You have 1280 URAM blocks of 288kb by 72 bit interface dual ported in the biggest configuration .That’s an incredible amount of internal bandwidth but you can only store 23 or so simultaneous Cryptonight7 2MB blocks in that. The absolute biggest part (which isn’t on the 1525 board) has 360Mbit URAM, 96Mbit BRAM, and 48Mbit Distributed RAM, holding a theoretical 63 MB of pipelines, assuming you didn’t need a single bit of that for the rest of your logic (you do).
The external memory at say 4x64 DIMMs @2666 is only 85GB/s, or 2.6 KH worth of bandwidth with a perfect access pattern.

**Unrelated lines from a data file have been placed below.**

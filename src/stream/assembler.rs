//! Line assembly across poll boundaries
//!
//! Chunks read from the printer file end wherever the emulator happened to
//! stop writing, so a line may span any number of polls. The assembler
//! keeps the unterminated tail until its terminator arrives.

/// Line terminator written by the emulator
pub const LINE_TERMINATOR: u8 = b'\n';

/// Result of feeding one chunk
#[derive(Debug, Clone, Copy, PartialEq, Eq)]
pub enum Feed {
    /// Every byte of the chunk was taken; the cursor moves past the chunk
    Drained,
    /// A complete line was refused
    ///
    /// `scanned` bytes of the chunk precede the refused line's terminator
    /// and `line_len` is the full length of that line, part of which may
    /// have come from earlier chunks. Moving the cursor forward by
    /// `scanned` and back by `line_len` puts it at the start of the line.
    Blocked { scanned: usize, line_len: usize },
}

/// Accumulates bytes into complete lines
#[derive(Debug, Default)]
pub struct LineAssembler {
    pending: Vec<u8>,
}

impl LineAssembler {
    /// Create an assembler with no pending bytes
    pub fn new() -> Self {
        Self {
            pending: Vec::with_capacity(256),
        }
    }

    /// Bytes of the unterminated line carried over from earlier chunks
    pub fn pending(&self) -> &[u8] {
        &self.pending
    }

    /// Drop any partial line
    pub fn clear(&mut self) {
        self.pending.clear();
    }

    /// Split `chunk` into lines and hand each complete one to `dispatch`
    ///
    /// `dispatch` returns whether it consumed the line. On the first refusal
    /// the pending buffer is cleared and feeding stops; the caller rewinds
    /// its cursor so the whole line is read again on a later poll.
    pub fn feed<F, E>(&mut self, chunk: &[u8], mut dispatch: F) -> Result<Feed, E>
    where
        F: FnMut(&[u8]) -> Result<bool, E>,
    {
        let mut rest = chunk;
        let mut scanned = 0;

        while let Some(pos) = rest.iter().position(|&b| b == LINE_TERMINATOR) {
            self.pending.extend_from_slice(&rest[..pos]);
            scanned += pos;

            let consumed = dispatch(&self.pending)?;
            let line_len = self.pending.len();
            self.pending.clear();
            if !consumed {
                return Ok(Feed::Blocked { scanned, line_len });
            }

            scanned += 1;
            rest = &rest[pos + 1..];
        }

        self.pending.extend_from_slice(rest);
        Ok(Feed::Drained)
    }
}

Even if you could imaginarily use all 2000+ balls on the FPGA for 2666 MT/s DDR style speeds you’d still only clear 20KH against external memory and that isn’t even real bandwidth.
Even if you took the biggest part with 128x32 Gbps transceivers to SERDES memory you’d only have 16kH limit from bandwidth.
Unless you break the algorithm itself, there’s no where to find the bandwidth + storage space for 64khs on a single FPGA.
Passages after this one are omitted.